━━━ Available data

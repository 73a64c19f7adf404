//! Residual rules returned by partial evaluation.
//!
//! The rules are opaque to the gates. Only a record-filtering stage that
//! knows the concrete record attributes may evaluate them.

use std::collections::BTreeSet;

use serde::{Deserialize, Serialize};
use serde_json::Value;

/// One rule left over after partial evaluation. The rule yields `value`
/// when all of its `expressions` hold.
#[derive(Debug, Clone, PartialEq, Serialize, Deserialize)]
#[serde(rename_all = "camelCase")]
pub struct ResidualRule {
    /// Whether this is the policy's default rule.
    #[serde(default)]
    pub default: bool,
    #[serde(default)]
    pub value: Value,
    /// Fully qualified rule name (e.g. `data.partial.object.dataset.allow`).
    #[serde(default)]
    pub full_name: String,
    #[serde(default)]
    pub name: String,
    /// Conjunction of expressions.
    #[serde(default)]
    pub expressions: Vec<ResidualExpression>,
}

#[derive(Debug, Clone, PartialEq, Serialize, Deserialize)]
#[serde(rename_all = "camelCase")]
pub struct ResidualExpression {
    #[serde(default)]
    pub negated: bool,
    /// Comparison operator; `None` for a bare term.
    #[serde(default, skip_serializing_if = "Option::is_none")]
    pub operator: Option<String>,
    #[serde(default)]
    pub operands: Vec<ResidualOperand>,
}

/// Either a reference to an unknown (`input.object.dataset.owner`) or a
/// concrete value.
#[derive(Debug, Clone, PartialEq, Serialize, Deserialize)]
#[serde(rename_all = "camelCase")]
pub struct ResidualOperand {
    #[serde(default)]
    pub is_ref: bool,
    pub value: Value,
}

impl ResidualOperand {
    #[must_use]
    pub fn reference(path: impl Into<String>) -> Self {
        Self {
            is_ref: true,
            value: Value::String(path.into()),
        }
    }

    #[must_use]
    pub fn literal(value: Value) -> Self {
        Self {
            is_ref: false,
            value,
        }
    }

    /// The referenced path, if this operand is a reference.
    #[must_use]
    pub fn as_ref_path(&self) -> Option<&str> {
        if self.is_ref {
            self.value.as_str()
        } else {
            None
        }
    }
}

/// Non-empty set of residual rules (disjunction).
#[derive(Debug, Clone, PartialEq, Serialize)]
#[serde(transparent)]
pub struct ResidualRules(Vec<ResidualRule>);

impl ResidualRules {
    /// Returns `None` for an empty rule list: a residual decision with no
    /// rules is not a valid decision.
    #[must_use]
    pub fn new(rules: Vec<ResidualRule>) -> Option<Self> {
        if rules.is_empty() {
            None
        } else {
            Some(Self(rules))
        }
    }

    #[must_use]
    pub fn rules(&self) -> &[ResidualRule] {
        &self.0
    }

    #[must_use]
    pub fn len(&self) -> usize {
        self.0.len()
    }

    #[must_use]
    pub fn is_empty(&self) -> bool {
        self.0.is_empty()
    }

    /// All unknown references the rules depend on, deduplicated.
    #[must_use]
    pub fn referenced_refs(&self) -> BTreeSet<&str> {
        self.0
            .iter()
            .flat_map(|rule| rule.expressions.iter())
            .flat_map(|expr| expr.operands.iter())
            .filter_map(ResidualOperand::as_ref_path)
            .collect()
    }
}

━━━━━━

• _Activity_:
Look through the preceding entries for the word "BTreeSet". Report how many lines hold it, and only that number.

• _Response below_:
2